• [Exercise objective]: Working from the records beneath this line, reproduce each one exactly.
━━━ Exercise materials
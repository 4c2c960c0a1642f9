//! Application review route handlers.
//!
//! Customers see their own applications, agents review the ones assigned
//! to them, and admins see everything and hand out assignments. Approval
//! and rejection go through [`PipelineService`] so purchase counts and
//! rejection feedback behave the same on both review surfaces.

use axum::{
    Json,
    extract::{Path, State},
};
use serde::Deserialize;

use aegis_core::{ApplicationId, Email};

use crate::api::Application;
use crate::error::{AppError, Result};
use crate::middleware::{RequireAdmin, RequireAgent, RequireUser};
use crate::models::CurrentUser;
use crate::services::pipeline::PipelineService;
use crate::state::AppState;

// =============================================================================
// Request Types
// =============================================================================

/// Rejection request; feedback is shown to the applicant verbatim.
#[derive(Debug, Deserialize)]
#[serde(rename_all = "camelCase")]
pub struct RejectForm {
    #[serde(default)]
    pub feedback: Option<String>,
}

/// Agent assignment request.
#[derive(Debug, Deserialize)]
#[serde(rename_all = "camelCase")]
pub struct AssignForm {
    pub agent_email: Email,
}

// =============================================================================
// Customer Views
// =============================================================================

/// List the signed-in user's applications.
///
/// GET /api/applications/mine
pub async fn my_applications(
    RequireUser(user): RequireUser,
    State(state): State<AppState>,
) -> Result<Json<Vec<Application>>> {
    let applications = state
        .backend()
        .get_applications_for_user(&user.access_token, &user.email)
        .await?;

    Ok(Json(applications))
}

/// Fetch the signed-in user's most recent open application, if any.
///
/// GET /api/applications/active
///
/// Returns a JSON `null` body rather than 404 when nothing is open, so
/// dashboards can render the empty state without an error path.
pub async fn active_application(
    RequireUser(user): RequireUser,
    State(state): State<AppState>,
) -> Result<Json<Option<Application>>> {
    let application = state
        .backend()
        .get_active_application(&user.access_token, &user.email)
        .await?;

    Ok(Json(application))
}

// =============================================================================
// Agent Review
// =============================================================================

/// List the applications assigned to the signed-in agent.
///
/// GET /api/agent/applications
pub async fn agent_applications(
    RequireAgent(agent): RequireAgent,
    State(state): State<AppState>,
) -> Result<Json<Vec<Application>>> {
    let applications = state
        .backend()
        .get_agent_applications(&agent.access_token, &agent.email)
        .await?;

    Ok(Json(applications))
}

/// Approve an application assigned to the signed-in agent.
///
/// POST /api/agent/applications/{id}/approve
///
/// # Errors
///
/// Returns 403 when the application is assigned to somebody else or to
/// nobody at all.
pub async fn agent_approve(
    RequireAgent(agent): RequireAgent,
    State(state): State<AppState>,
    Path(application_id): Path<ApplicationId>,
) -> Result<Json<Application>> {
    ensure_assigned_to(&state, &agent, &application_id).await?;

    let application = PipelineService::new(state.backend())
        .approve(&agent.access_token, &application_id)
        .await?;

    Ok(Json(application))
}

/// Reject an application assigned to the signed-in agent.
///
/// POST /api/agent/applications/{id}/reject
///
/// # Errors
///
/// Returns 403 when the application is assigned to somebody else or to
/// nobody at all.
pub async fn agent_reject(
    RequireAgent(agent): RequireAgent,
    State(state): State<AppState>,
    Path(application_id): Path<ApplicationId>,
    Json(form): Json<RejectForm>,
) -> Result<Json<Application>> {
    ensure_assigned_to(&state, &agent, &application_id).await?;

    let application = PipelineService::new(state.backend())
        .reject(&agent.access_token, &application_id, form.feedback)
        .await?;

    Ok(Json(application))
}

// =============================================================================
// Admin Review
// =============================================================================

/// List every application.
///
/// GET /api/admin/applications
pub async fn all_applications(
    RequireAdmin(admin): RequireAdmin,
    State(state): State<AppState>,
) -> Result<Json<Vec<Application>>> {
    let applications = state.backend().get_applications(&admin.access_token).await?;

    Ok(Json(applications))
}

/// Assign an agent to an application.
///
/// PATCH /api/admin/applications/{id}/assign
///
/// # Errors
///
/// Returns 400 when the target user exists but holds no agent grant, and
/// 404 when either the application or the user is unknown.
pub async fn assign_agent(
    RequireAdmin(admin): RequireAdmin,
    State(state): State<AppState>,
    Path(application_id): Path<ApplicationId>,
    Json(form): Json<AssignForm>,
) -> Result<Json<Application>> {
    let target = state
        .backend()
        .get_user_by_email(&admin.access_token, &form.agent_email)
        .await?;
    if !target.flags.is_agent {
        return Err(AppError::Validation(format!(
            "{} is not an agent",
            form.agent_email
        )));
    }

    let application = state
        .backend()
        .assign_agent(&admin.access_token, &application_id, &form.agent_email)
        .await?;

    tracing::info!(
        application_id = %application_id,
        agent = %form.agent_email,
        "Application assigned"
    );

    Ok(Json(application))
}

/// Approve any application.
///
/// POST /api/admin/applications/{id}/approve
pub async fn admin_approve(
    RequireAdmin(admin): RequireAdmin,
    State(state): State<AppState>,
    Path(application_id): Path<ApplicationId>,
) -> Result<Json<Application>> {
    let application = PipelineService::new(state.backend())
        .approve(&admin.access_token, &application_id)
        .await?;

    Ok(Json(application))
}

/// Reject any application.
///
/// POST /api/admin/applications/{id}/reject
pub async fn admin_reject(
    RequireAdmin(admin): RequireAdmin,
    State(state): State<AppState>,
    Path(application_id): Path<ApplicationId>,
    Json(form): Json<RejectForm>,
) -> Result<Json<Application>> {
    let application = PipelineService::new(state.backend())
        .reject(&admin.access_token, &application_id, form.feedback)
        .await?;

    Ok(Json(application))
}

// =============================================================================
// Helpers
// =============================================================================

/// Agents may only act on applications assigned to them.
async fn ensure_assigned_to(
    state: &AppState,
    agent: &CurrentUser,
    application_id: &ApplicationId,
) -> Result<()> {
    let application = state
        .backend()
        .get_application(&agent.access_token, application_id)
        .await?;

    if application.agent_email.as_ref() != Some(&agent.email) {
        tracing::warn!(
            application_id = %application_id,
            agent = %agent.email,
            "Agent acted on an application not assigned to them"
        );
        return Err(AppError::Forbidden(
            "This application is not assigned to you".to_string(),
        ));
    }

    Ok(())
}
━━━━━━
• [Written response]:
repository 4c2c960c0a1642f9
//! Application review route handlers.
//!
//! Customers see their own applications, agents review the ones assigned
//! to them, and admins see everything and hand out assignments. Approval
//! and rejection go through [`PipelineService`] so purchase counts and
//! rejection feedback behave the same on both review surfaces.

use axum::{
    Json,
    extract::{Path, State},
};
use serde::Deserialize;

use aegis_core::{ApplicationId, Email};

use crate::api::Application;
use crate::error::{AppError, Result};
use crate::middleware::{RequireAdmin, RequireAgent, RequireUser};
use crate::models::CurrentUser;
use crate::services::pipeline::PipelineService;
use crate::state::AppState;

// =============================================================================
// Request Types
// =============================================================================

/// Rejection request; feedback is shown to the applicant verbatim.
#[derive(Debug, Deserialize)]
#[serde(rename_all = "camelCase")]
pub struct RejectForm {
    #[serde(default)]
    pub feedback: Option<String>,
}

/// Agent assignment request.
#[derive(Debug, Deserialize)]
#[serde(rename_all = "camelCase")]
pub struct AssignForm {
    pub agent_email: Email,
}

// =============================================================================
// Customer Views
// =============================================================================

/// List the signed-in user's applications.
///
/// GET /api/applications/mine
pub async fn my_applications(
    RequireUser(user): RequireUser,
    State(state): State<AppState>,
) -> Result<Json<Vec<Application>>> {
    let applications = state
        .backend()
        .get_applications_for_user(&user.access_token, &user.email)
        .await?;

    Ok(Json(applications))
}

/// Fetch the signed-in user's most recent open application, if any.
///
/// GET /api/applications/active
///
/// Returns a JSON `null` body rather than 404 when nothing is open, so
/// dashboards can render the empty state without an error path.
pub async fn active_application(
    RequireUser(user): RequireUser,
    State(state): State<AppState>,
) -> Result<Json<Option<Application>>> {
    let application = state
        .backend()
        .get_active_application(&user.access_token, &user.email)
        .await?;

    Ok(Json(application))
}

// =============================================================================
// Agent Review
// =============================================================================

/// List the applications assigned to the signed-in agent.
///
/// GET /api/agent/applications
pub async fn agent_applications(
    RequireAgent(agent): RequireAgent,
    State(state): State<AppState>,
) -> Result<Json<Vec<Application>>> {
    let applications = state
        .backend()
        .get_agent_applications(&agent.access_token, &agent.email)
        .await?;

    Ok(Json(applications))
}

/// Approve an application assigned to the signed-in agent.
///
/// POST /api/agent/applications/{id}/approve
///
/// # Errors
///
/// Returns 403 when the application is assigned to somebody else or to
/// nobody at all.
pub async fn agent_approve(
    RequireAgent(agent): RequireAgent,
    State(state): State<AppState>,
    Path(application_id): Path<ApplicationId>,
) -> Result<Json<Application>> {
    ensure_assigned_to(&state, &agent, &application_id).await?;

    let application = PipelineService::new(state.backend())
        .approve(&agent.access_token, &application_id)
        .await?;

    Ok(Json(application))
}

/// Reject an application assigned to the signed-in agent.
///
/// POST /api/agent/applications/{id}/reject
///
/// # Errors
///
/// Returns 403 when the application is assigned to somebody else or to
/// nobody at all.
pub async fn agent_reject(
    RequireAgent(agent): RequireAgent,
    State(state): State<AppState>,
    Path(application_id): Path<ApplicationId>,
    Json(form): Json<RejectForm>,
) -> Result<Json<Application>> {
    ensure_assigned_to(&state, &agent, &application_id).await?;

    let application = PipelineService::new(state.backend())
        .reject(&agent.access_token, &application_id, form.feedback)
        .await?;

    Ok(Json(application))
}

// =============================================================================
// Admin Review
// =============================================================================

/// List every application.
///
/// GET /api/admin/applications
pub async fn all_applications(
    RequireAdmin(admin): RequireAdmin,
    State(state): State<AppState>,
) -> Result<Json<Vec<Application>>> {
    let applications = state.backend().get_applications(&admin.access_token).await?;

    Ok(Json(applications))
}

/// Assign an agent to an application.
///
/// PATCH /api/admin/applications/{id}/assign
///
/// # Errors
///
/// Returns 400 when the target user exists but holds no agent grant, and
/// 404 when either the application or the user is unknown.
pub async fn assign_agent(
    RequireAdmin(admin): RequireAdmin,
    State(state): State<AppState>,
    Path(application_id): Path<ApplicationId>,
    Json(form): Json<AssignForm>,
) -> Result<Json<Application>> {
    let target = state
        .backend()
        .get_user_by_email(&admin.access_token, &form.agent_email)
        .await?;
    if !target.flags.is_agent {
        return Err(AppError::Validation(format!(
            "{} is not an agent",
            form.agent_email
        )));
    }

    let application = state
        .backend()
        .assign_agent(&admin.access_token, &application_id, &form.agent_email)
        .await?;

    tracing::info!(
        application_id = %application_id,
        agent = %form.agent_email,
        "Application assigned"
    );

    Ok(Json(application))
}

/// Approve any application.
///
/// POST /api/admin/applications/{id}/approve
pub async fn admin_approve(
    RequireAdmin(admin): RequireAdmin,
    State(state): State<AppState>,
    Path(application_id): Path<ApplicationId>,
) -> Result<Json<Application>> {
    let application = PipelineService::new(state.backend())
        .approve(&admin.access_token, &application_id)
        .await?;

    Ok(Json(application))
}

/// Reject any application.
///
/// POST /api/admin/applications/{id}/reject
pub async fn admin_reject(
    RequireAdmin(admin): RequireAdmin,
    State(state): State<AppState>,
    Path(application_id): Path<ApplicationId>,
    Json(form): Json<RejectForm>,
) -> Result<Json<Application>> {
    let application = PipelineService::new(state.backend())
        .reject(&admin.access_token, &application_id, form.feedback)
        .await?;

    Ok(Json(application))
}

// =============================================================================
// Helpers
// =============================================================================

/// Agents may only act on applications assigned to them.
async fn ensure_assigned_to(
    state: &AppState,
    agent: &CurrentUser,
    application_id: &ApplicationId,
) -> Result<()> {
    let application = state
        .backend()
        .get_application(&agent.access_token, application_id)
        .await?;

    if application.agent_email.as_ref() != Some(&agent.email) {
        tracing::warn!(
            application_id = %application_id,
            agent = %agent.email,
            "Agent acted on an application not assigned to them"
        );
        return Err(AppError::Forbidden(
            "This application is not assigned to you".to_string(),
        ));
    }

    Ok(())
}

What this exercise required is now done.